The constant use of broad overgeneralizations and straw-man arguments throughout the text also gave me the sinking feeling that these bright professors may not be as distant from certain conservative talk radio hosts as I would have hoped... Another reviewer on this site mentioned that this book may actually be more useful politically for conservatives than liberals, and sadly I have to agree.

Rating: 4 stars
Summary: bold and important, but imperfect
Review: The critical reader should note, of course, after recovering from the unbalancing effects of having all of her liberal sacred cows slaughtered and turned to jerky, that the authors of this insightful book are -- call to arms for the progressive movement to roll up its sleeves and focus on legislative and policy solutions rather than vague and self-defeating cultural dissent aside -- professors of philosophy, who have written an effective work of cultural criticism, but they fail (nor does it seem to really be their intention) to offer much in the way of specific practical solutions themselves.

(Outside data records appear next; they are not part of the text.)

//! Task store models

use chrono::{Datelike, NaiveDate};
use serde::{Deserialize, Serialize};

#[derive(Debug, Clone, Copy, PartialEq, Eq, Hash, Serialize, Deserialize)]
#[serde(rename_all = "lowercase")]
pub enum TaskStatus {
    Incomplete,
    Completed,
    Canceled,
}

impl TaskStatus {
    pub const fn from_db(value: i64) -> Self {
        match value {
            3 => Self::Completed,
            2 => Self::Canceled,
            _ => Self::Incomplete,
        }
    }

    pub const fn to_db(self) -> i64 {
        match self {
            Self::Incomplete => 0,
            Self::Canceled => 2,
            Self::Completed => 3,
        }
    }

    pub const fn as_str(self) -> &'static str {
        match self {
            Self::Incomplete => "incomplete",
            Self::Completed => "completed",
            Self::Canceled => "canceled",
        }
    }
}

#[derive(Debug, Clone, Copy, PartialEq, Eq, Hash, Serialize, Deserialize)]
#[serde(rename_all = "lowercase")]
pub enum TaskKind {
    #[serde(rename = "to-do")]
    Todo,
    Project,
    Heading,
}

impl TaskKind {
    pub const fn from_db(value: i64) -> Self {
        match value {
            1 => Self::Project,
            2 => Self::Heading,
            _ => Self::Todo,
        }
    }

    pub const fn to_db(self) -> i64 {
        match self {
            Self::Todo => 0,
            Self::Project => 1,
            Self::Heading => 2,
        }
    }
}

/// Which start list an item lives in
#[derive(Debug, Clone, Copy, PartialEq, Eq, Hash, Serialize, Deserialize)]
#[serde(rename_all = "lowercase")]
pub enum StartBucket {
    Inbox,
    Anytime,
    Someday,
}

impl StartBucket {
    pub const fn from_db(value: i64) -> Self {
        match value {
            0 => Self::Inbox,
            2 => Self::Someday,
            _ => Self::Anytime,
        }
    }

    pub const fn to_db(self) -> i64 {
        match self {
            Self::Inbox => 0,
            Self::Anytime => 1,
            Self::Someday => 2,
        }
    }
}

/// Lightweight reference to a parent project or area
#[derive(Debug, Clone, PartialEq, Eq, Serialize, Deserialize)]
pub struct ItemRef {
    pub uuid: String,
    pub title: String,
}

/// A to-do, project or heading
#[derive(Debug, Clone, PartialEq, Eq, Serialize, Deserialize)]
pub struct Task {
    pub uuid: String,
    pub title: String,
    pub notes: String,
    #[serde(rename = "type")]
    pub kind: TaskKind,
    pub status: TaskStatus,
    pub start: StartBucket,
    pub start_date: Option<NaiveDate>,
    pub deadline: Option<NaiveDate>,
    pub today_index: Option<i64>,
    pub project: Option<ItemRef>,
    pub area: Option<ItemRef>,
    pub tags: Vec<String>,
}

impl Task {
    /// Minimal incomplete to-do, mostly for tests and builders.
    pub fn new(uuid: impl Into<String>, title: impl Into<String>) -> Self {
        Self {
            uuid: uuid.into(),
            title: title.into(),
            notes: String::new(),
            kind: TaskKind::Todo,
            status: TaskStatus::Incomplete,
            start: StartBucket::Anytime,
            start_date: None,
            deadline: None,
            today_index: None,
            project: None,
            area: None,
            tags: Vec::new(),
        }
    }

    pub fn has_tag(&self, tag: &str) -> bool {
        self.tags.iter().any(|name| name.eq_ignore_ascii_case(tag))
    }
}

#[derive(Debug, Clone, PartialEq, Eq, Serialize, Deserialize)]
pub struct Area {
    pub uuid: String,
    pub title: String,
}

#[derive(Debug, Clone, PartialEq, Eq, Serialize, Deserialize)]
pub struct TagRecord {
    pub uuid: String,
    pub title: String,
    pub shortcut: Option<String>,
}

/// A project together with all of its to-dos
#[derive(Debug, Clone, PartialEq, Eq, Serialize, Deserialize)]
pub struct ProjectOverview {
    #[serde(flatten)]
    pub project: Task,
    pub todos: Vec<Task>,
}

impl ProjectOverview {
    pub fn completed_count(&self) -> usize {
        self.todos
            .iter()
            .filter(|todo| todo.status == TaskStatus::Completed)
            .count()
    }
}

/// Decode a packed date column: `year << 16 | month << 12 | day << 7`.
pub fn decode_packed_date(value: i64) -> Option<NaiveDate> {
    if value <= 0 {
        return None;
    }
    let year = i32::try_from((value >> 16) & 0x7FF).ok()?;
    let month = u32::try_from((value >> 12) & 0xF).ok()?;
    let day = u32::try_from((value >> 7) & 0x1F).ok()?;
    NaiveDate::from_ymd_opt(year, month, day)
}

/// Inverse of [`decode_packed_date`].
pub fn encode_packed_date(date: NaiveDate) -> i64 {
    (i64::from(date.year()) << 16) | (i64::from(date.month()) << 12) | (i64::from(date.day()) << 7)
}

#[cfg(test)]
mod tests {
    use super::*;

    #[test]
    fn packed_dates_round_trip() {
        let date = NaiveDate::from_ymd_opt(2024, 12, 31).unwrap();
        let packed = encode_packed_date(date);
        assert_eq!(packed, 132_697_984);
        assert_eq!(decode_packed_date(packed), Some(date));
    }

    #[test]
    fn packed_date_rejects_empty_and_invalid_values() {
        assert_eq!(decode_packed_date(0), None);
        assert_eq!(decode_packed_date(-5), None);
        // month 13
        assert_eq!(decode_packed_date((2024 << 16) | (13 << 12) | (1 << 7)), None);
    }

    #[test]
    fn status_mapping_matches_database_codes() {
        assert_eq!(TaskStatus::from_db(0), TaskStatus::Incomplete);
        assert_eq!(TaskStatus::from_db(2), TaskStatus::Canceled);
        assert_eq!(TaskStatus::from_db(3), TaskStatus::Completed);
        assert_eq!(TaskStatus::Completed.to_db(), 3);
    }

    #[test]
    fn task_serializes_with_lowercase_enums() {
        let task = Task::new("abc", "Write report");
        let json = serde_json::to_value(&task).unwrap();
        assert_eq!(json["status"], "incomplete");
        assert_eq!(json["type"], "to-do");
        assert_eq!(json["start"], "anytime");
    }
}
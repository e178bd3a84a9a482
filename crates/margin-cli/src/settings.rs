//! Persistent task store settings.

use std::path::{Path, PathBuf};

use margin_core::util::normalize_text_option;
use serde::{Deserialize, Serialize};

use crate::error::CliError;

const SETTINGS_FILE_NAME: &str = "things.json";
pub const AUTH_TOKEN_ENV_VAR: &str = "THINGS_AUTH_TOKEN";

#[derive(Debug, Clone, Default, Serialize, Deserialize, PartialEq, Eq)]
pub struct TaskSettings {
    #[serde(default = "default_settings_version")]
    pub version: u32,
    #[serde(default)]
    pub auth_token: Option<String>,
    #[serde(default)]
    pub database_path: Option<PathBuf>,
}

const fn default_settings_version() -> u32 {
    1
}

pub fn default_settings_path() -> Result<PathBuf, CliError> {
    dirs::config_dir()
        .map(|dir| dir.join("margin").join(SETTINGS_FILE_NAME))
        .ok_or_else(|| CliError::Config("Failed to resolve config directory".to_string()))
}

impl TaskSettings {
    pub fn load() -> Result<Self, CliError> {
        Self::load_from_path(&default_settings_path()?)
    }

    pub fn load_from_path(path: &Path) -> Result<Self, CliError> {
        if !path.exists() {
            return Ok(Self::default());
        }

        let raw = std::fs::read_to_string(path).map_err(|error| {
            CliError::Config(format!(
                "Failed to read settings at {}: {}",
                path.display(),
                error
            ))
        })?;
        let mut settings = serde_json::from_str::<Self>(&raw).map_err(|error| {
            CliError::Config(format!(
                "Failed to parse settings at {}: {}",
                path.display(),
                error
            ))
        })?;
        settings.normalize();
        Ok(settings)
    }

    pub fn save_to_path(&self, path: &Path) -> Result<(), CliError> {
        if let Some(parent) = path.parent() {
            std::fs::create_dir_all(parent)?;
        }

        let mut normalized = self.clone();
        normalized.normalize();
        let serialized = serde_json::to_string_pretty(&normalized)?;
        std::fs::write(path, serialized)?;
        Ok(())
    }

    /// Environment first, then the settings file.
    pub fn resolve_auth_token(&self) -> Option<String> {
        normalize_text_option(std::env::var(AUTH_TOKEN_ENV_VAR).ok())
            .or_else(|| self.auth_token.clone())
    }

    fn normalize(&mut self) {
        self.auth_token = normalize_text_option(self.auth_token.take());
        if self
            .database_path
            .as_ref()
            .is_some_and(|path| path.as_os_str().is_empty())
        {
            self.database_path = None;
        }
    }
}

this is, perhaps, largely because they understand that if they wrote a policy-heavy manual about how to make the practical (and, as they acknowledge, largely undramatic) reforms to the market to better reflect principles of social justice and sustainability, their major intended audience -- all those who are self-identified as members of the 'counterculture' -- would almost surely never bother to pick up the book.

the intention is noble and important. and i believe the authors understand the paradox -- they must speak to all of those ex-punks and vaguely political hipsters, all the artists and musicians and hippies and bicyclists, all the zinesters and skaters and anarchists and transformationists, and acknowledge the feeling that has made all of those people commit so much energy towards staking their "individualist" ground against the homogonizing forces of stooge governments and the marketing machine -- and, before offering legislation in earnest, convince them to come back to the fold and find it in themselves to see the social contract not as a restraint on their individual spirits, but as the mechanism by which the practical progress we are all wishing for might actually be achieved.